- [TASK TO COMPLETE]
Return all lines of the records that contain the word "OsRng".

☆ ☆ ☆ ☆ ☆ ☆ ☆

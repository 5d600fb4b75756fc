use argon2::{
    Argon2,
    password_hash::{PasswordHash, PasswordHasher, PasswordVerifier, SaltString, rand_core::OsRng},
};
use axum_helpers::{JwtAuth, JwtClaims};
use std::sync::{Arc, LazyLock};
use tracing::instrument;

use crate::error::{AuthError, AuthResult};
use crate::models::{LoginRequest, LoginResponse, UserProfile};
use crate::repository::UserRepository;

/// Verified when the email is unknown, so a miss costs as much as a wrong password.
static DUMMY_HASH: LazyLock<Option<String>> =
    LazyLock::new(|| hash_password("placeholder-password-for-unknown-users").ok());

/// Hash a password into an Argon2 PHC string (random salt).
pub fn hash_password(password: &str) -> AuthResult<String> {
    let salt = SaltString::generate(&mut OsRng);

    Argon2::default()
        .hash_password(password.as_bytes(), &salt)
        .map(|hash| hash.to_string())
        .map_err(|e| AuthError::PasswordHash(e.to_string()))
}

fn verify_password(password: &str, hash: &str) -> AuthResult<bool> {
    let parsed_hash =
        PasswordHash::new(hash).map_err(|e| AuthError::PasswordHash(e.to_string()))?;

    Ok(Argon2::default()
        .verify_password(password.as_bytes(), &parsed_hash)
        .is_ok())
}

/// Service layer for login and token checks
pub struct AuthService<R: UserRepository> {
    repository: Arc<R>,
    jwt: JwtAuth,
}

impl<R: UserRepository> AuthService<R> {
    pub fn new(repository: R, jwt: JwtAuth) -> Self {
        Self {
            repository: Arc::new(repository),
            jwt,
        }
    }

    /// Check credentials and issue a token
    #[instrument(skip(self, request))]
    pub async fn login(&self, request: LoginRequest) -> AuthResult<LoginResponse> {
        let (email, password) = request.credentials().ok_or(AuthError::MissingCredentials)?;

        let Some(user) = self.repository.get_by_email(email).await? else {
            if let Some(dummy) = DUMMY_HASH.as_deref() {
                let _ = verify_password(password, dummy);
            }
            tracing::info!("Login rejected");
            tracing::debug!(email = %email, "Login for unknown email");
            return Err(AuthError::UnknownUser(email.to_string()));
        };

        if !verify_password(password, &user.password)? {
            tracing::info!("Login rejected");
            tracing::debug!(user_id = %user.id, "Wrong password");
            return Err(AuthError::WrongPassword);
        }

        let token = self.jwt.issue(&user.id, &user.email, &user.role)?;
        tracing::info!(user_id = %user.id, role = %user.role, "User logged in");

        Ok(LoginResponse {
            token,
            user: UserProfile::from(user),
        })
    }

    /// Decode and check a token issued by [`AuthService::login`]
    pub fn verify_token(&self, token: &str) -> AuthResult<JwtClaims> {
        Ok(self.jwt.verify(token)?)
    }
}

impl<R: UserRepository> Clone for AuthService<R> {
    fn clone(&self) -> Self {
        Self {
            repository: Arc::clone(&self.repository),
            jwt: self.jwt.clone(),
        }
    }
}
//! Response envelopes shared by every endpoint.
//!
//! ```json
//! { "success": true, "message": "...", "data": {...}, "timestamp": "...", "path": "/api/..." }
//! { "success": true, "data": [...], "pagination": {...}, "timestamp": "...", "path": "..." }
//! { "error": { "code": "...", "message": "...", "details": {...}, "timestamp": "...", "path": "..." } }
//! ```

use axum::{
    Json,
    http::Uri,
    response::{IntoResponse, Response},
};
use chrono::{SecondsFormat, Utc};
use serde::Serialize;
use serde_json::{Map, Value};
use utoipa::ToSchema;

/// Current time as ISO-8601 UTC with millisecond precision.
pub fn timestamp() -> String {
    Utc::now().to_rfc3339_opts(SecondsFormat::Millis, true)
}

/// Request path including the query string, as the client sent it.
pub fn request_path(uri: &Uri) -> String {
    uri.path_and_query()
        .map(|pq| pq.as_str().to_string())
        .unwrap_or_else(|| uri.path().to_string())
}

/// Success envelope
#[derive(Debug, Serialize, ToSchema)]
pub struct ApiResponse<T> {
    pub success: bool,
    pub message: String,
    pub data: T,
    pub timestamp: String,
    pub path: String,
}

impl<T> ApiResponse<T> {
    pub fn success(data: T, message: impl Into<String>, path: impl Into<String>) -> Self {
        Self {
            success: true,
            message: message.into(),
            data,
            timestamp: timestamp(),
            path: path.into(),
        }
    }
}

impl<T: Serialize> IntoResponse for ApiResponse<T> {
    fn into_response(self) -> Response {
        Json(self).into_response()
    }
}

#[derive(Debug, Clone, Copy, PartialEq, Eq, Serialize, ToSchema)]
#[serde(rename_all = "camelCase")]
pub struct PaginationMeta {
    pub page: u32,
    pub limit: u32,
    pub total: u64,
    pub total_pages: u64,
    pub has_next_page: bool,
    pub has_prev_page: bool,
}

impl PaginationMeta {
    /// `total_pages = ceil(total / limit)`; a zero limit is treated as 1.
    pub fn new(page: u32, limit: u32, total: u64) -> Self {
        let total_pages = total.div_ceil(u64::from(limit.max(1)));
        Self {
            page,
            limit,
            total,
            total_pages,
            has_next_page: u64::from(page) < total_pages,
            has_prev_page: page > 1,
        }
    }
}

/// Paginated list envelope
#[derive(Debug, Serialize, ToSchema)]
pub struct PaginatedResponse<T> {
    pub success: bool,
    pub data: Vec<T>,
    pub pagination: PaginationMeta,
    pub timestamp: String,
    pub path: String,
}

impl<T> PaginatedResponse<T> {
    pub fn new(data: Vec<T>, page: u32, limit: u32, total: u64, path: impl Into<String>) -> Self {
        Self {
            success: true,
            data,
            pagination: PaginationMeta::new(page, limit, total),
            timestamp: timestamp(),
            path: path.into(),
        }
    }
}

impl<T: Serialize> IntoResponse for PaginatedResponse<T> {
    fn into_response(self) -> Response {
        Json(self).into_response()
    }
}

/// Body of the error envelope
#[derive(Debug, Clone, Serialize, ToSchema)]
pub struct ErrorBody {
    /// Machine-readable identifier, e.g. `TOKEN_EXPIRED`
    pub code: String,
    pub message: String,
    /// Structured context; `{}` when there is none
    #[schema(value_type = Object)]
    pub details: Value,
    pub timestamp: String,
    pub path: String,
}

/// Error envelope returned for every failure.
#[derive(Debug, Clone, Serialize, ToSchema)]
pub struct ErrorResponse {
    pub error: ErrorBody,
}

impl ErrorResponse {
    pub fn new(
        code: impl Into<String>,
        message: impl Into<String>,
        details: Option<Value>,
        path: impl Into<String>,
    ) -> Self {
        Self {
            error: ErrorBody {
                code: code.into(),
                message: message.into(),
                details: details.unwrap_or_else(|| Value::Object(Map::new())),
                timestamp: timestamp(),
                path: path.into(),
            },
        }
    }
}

☆ ☆ ☆ ☆ ☆ ☆ ☆

- [ANSWER AREA]
    password_hash::{PasswordHash, PasswordHasher, PasswordVerifier, SaltString, rand_core::OsRng},
    let salt = SaltString::generate(&mut OsRng);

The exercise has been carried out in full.